Canadian ice hockey player (born 2002)

Logan Morrison (born July 9, 2002) is a Canadian professional ice hockey forward for the Coachella Valley Firebirds of the American Hockey League (AHL) while under contract to the Seattle Kraken of the National Hockey League (NHL).

==Playing career==
===Junior===
Starting in the 2015–16 season, Morrison played hockey in the South-Central Triple A Hockey League (SCTA), with the Guelph Jr. Gryphons. During the 2017–18 season, he scored 38 goals and manage 86 points in 36 games. He then had a brief stint with the Guelph Jr. Hurricanes of the Greater Ontario Junior Hockey League (GOJHL) in 2018, only playing two games.

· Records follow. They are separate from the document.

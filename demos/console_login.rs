//! Runs one challenge end to end against an in-process host and a console "provider SDK".

// std
use std::sync::Arc;
// crates.io
use color_eyre::{Result, eyre::eyre};
use parking_lot::Mutex;
use serde_json::{Value, json};
// self
use challenge_bridge::{
	BridgeConfig, ChallengeBridge,
	auth::{ProviderAppId, RealmId, TokenSecret},
	challenge::{Challenge, LoginOutcome},
	delegate::ProviderSdk,
	host::{
		ActivityResult, AuthenticationContext, AuthenticationListener, AuthenticationRegistry,
		PlatformContext,
	},
};

const LOGIN_REQUEST_CODE: i32 = 64206;
const RESULT_OK: i32 = -1;

#[derive(Default)]
struct InProcessHost {
	listeners: Mutex<Vec<(RealmId, Arc<dyn AuthenticationListener>)>>,
}
impl InProcessHost {
	fn challenge(&self, realm: &str, payload: Value, context: Arc<ConsoleContext>) -> Result<()> {
		let listener = self
			.listeners
			.lock()
			.iter()
			.rev()
			.find(|(registered, _)| registered.as_ref() == realm)
			.map(|(_, listener)| listener.clone())
			.ok_or_else(|| eyre!("no listener for realm {realm}"))?;

		listener.on_authentication_challenge_received(
			context,
			&Challenge::new(payload),
			&PlatformContext::empty(),
		);

		Ok(())
	}
}
impl AuthenticationRegistry for InProcessHost {
	fn register_authentication_listener(
		&self,
		realm: &RealmId,
		listener: Arc<dyn AuthenticationListener>,
	) {
		println!("host: listener registered for {realm}");

		self.listeners.lock().push((realm.clone(), listener));
	}
}

struct ConsoleContext;
impl AuthenticationContext for ConsoleContext {
	fn submit_answer(&self, answer: Value) {
		println!("host: challenge answered with {answer}");
	}

	fn submit_failure(&self, info: Value) {
		println!("host: challenge failed with {info}");
	}
}

struct ConsoleSdk;
impl ProviderSdk for ConsoleSdk {
	fn initialize(&self, _platform: &PlatformContext) {
		println!("sdk: initialized");
	}

	fn log_in(&self, _platform: &PlatformContext, app_id: &ProviderAppId) {
		println!("sdk: showing login dialog for app {app_id}");
	}

	fn on_activity_result(&self, result: &ActivityResult) -> Option<LoginOutcome> {
		(result.request_code == LOGIN_REQUEST_CODE && result.result_code == RESULT_OK)
			.then(|| LoginOutcome::Token(TokenSecret::new("console-token")))
	}
}

fn main() -> Result<()> {
	color_eyre::install()?;

	let host = Arc::new(InProcessHost::default());
	let bridge = ChallengeBridge::global_or_init(|| {
		ChallengeBridge::new(host.clone(), Arc::new(ConsoleSdk), BridgeConfig::default())
	});

	bridge.register_default_authentication_listener(&PlatformContext::empty());
	host.challenge(
		RealmId::FACEBOOK,
		json!({ "facebookAppId": "123" }),
		Arc::new(ConsoleContext),
	)?;
	println!("bridge: {:?}", bridge.status());

	bridge.on_activity_result_called(&ActivityResult::new(LOGIN_REQUEST_CODE, RESULT_OK))?;
	println!("bridge: {:?}", bridge.status());

	Ok(())
}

Morrison then selected in the 2018 Ontario Hockey League (OHL) Priority Selection by the Hamilton Bulldogs in the first round (18th overall). Over the course of his rookie season, Morrison managed 14 goals and 20 assists for 34 points in 47 games with the Bulldogs. On October 5, 2018, he scored his first OHL goal against the Oshawa Generals, with 1:24 remaining in the third period of a 7–1 loss. On December 13, 2019, he recorded his first OHL hat-trick against the Kitchener Rangers, in a 9–6 loss. During the 2021–22 season, Morrison recorded 100 points in 60 games, leading the team. Morrison was also named playoff's most valuable player (MVP), winning the Wayne Gretzky 99 Award, as he had scored 19 goals and managed 39 points through 19 games.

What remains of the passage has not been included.